(Beginning of Recorded information)

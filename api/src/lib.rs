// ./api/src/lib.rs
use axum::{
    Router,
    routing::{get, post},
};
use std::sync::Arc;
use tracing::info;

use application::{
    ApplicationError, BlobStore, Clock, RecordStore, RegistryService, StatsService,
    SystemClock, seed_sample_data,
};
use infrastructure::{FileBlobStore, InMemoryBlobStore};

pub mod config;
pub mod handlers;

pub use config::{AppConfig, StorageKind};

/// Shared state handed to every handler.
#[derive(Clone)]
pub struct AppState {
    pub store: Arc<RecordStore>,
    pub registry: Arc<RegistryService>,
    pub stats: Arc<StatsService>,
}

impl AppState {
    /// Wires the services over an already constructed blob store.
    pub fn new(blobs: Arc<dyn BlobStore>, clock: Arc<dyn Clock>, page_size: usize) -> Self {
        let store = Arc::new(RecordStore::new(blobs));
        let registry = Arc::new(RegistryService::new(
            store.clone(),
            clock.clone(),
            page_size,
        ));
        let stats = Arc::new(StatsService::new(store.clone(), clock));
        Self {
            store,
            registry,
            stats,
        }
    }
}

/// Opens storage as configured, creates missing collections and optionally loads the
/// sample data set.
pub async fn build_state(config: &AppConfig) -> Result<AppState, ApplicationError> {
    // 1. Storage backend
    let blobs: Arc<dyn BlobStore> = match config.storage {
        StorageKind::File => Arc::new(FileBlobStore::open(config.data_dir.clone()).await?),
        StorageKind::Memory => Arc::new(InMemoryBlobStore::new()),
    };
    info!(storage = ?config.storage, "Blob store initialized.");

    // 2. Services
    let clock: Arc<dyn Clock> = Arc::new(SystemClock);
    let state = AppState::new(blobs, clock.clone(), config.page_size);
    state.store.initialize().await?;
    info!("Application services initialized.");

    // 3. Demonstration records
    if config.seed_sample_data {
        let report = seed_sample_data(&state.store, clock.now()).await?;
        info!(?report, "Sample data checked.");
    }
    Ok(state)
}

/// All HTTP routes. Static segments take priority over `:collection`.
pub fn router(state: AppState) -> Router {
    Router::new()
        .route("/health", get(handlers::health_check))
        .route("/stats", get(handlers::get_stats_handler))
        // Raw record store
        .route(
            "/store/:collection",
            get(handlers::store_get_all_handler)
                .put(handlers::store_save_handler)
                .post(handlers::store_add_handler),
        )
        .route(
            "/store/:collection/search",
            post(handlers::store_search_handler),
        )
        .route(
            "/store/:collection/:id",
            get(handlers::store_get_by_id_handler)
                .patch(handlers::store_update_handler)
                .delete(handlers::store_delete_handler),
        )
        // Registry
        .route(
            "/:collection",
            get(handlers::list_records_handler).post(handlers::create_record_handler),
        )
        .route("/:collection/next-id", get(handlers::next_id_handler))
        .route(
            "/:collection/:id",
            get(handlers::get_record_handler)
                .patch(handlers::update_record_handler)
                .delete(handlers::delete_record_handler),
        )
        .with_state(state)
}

(End of Recorded information)
(Beginning of Recorded information)

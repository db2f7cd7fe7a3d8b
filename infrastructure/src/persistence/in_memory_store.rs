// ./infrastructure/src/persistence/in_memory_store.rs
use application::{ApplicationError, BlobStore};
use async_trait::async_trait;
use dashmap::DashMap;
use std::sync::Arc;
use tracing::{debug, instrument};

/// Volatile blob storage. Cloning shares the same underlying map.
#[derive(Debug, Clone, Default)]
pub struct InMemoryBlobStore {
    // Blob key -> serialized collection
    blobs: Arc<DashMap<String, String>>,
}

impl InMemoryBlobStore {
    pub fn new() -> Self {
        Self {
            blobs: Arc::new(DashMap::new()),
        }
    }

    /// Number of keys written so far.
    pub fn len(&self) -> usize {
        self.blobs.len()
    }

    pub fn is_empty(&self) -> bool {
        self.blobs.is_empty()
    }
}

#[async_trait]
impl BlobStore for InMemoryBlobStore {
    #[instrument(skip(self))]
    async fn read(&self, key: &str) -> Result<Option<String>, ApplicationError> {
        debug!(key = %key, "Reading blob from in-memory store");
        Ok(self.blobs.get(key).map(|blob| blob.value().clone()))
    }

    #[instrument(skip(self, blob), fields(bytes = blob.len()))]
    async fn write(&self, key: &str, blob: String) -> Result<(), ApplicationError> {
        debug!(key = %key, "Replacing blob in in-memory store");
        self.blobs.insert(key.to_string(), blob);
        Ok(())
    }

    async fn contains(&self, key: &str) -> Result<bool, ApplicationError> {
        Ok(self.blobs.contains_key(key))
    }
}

(End of Recorded information)

* Task description
In the entries above, find the line with "filename api/src/lib.rs" and the line with "pub struct AppState", then restate word for word both of them and every line between, with nothing more.

* Solution for this exercise
filename api/src/lib.rs
// ./api/src/lib.rs
use axum::{
    Router,
    routing::{get, post},
};
use std::sync::Arc;
use tracing::info;

use application::{
    ApplicationError, BlobStore, Clock, RecordStore, RegistryService, StatsService,
    SystemClock, seed_sample_data,
};
use infrastructure::{FileBlobStore, InMemoryBlobStore};

pub mod config;
pub mod handlers;

pub use config::{AppConfig, StorageKind};

/// Shared state handed to every handler.
#[derive(Clone)]
pub struct AppState {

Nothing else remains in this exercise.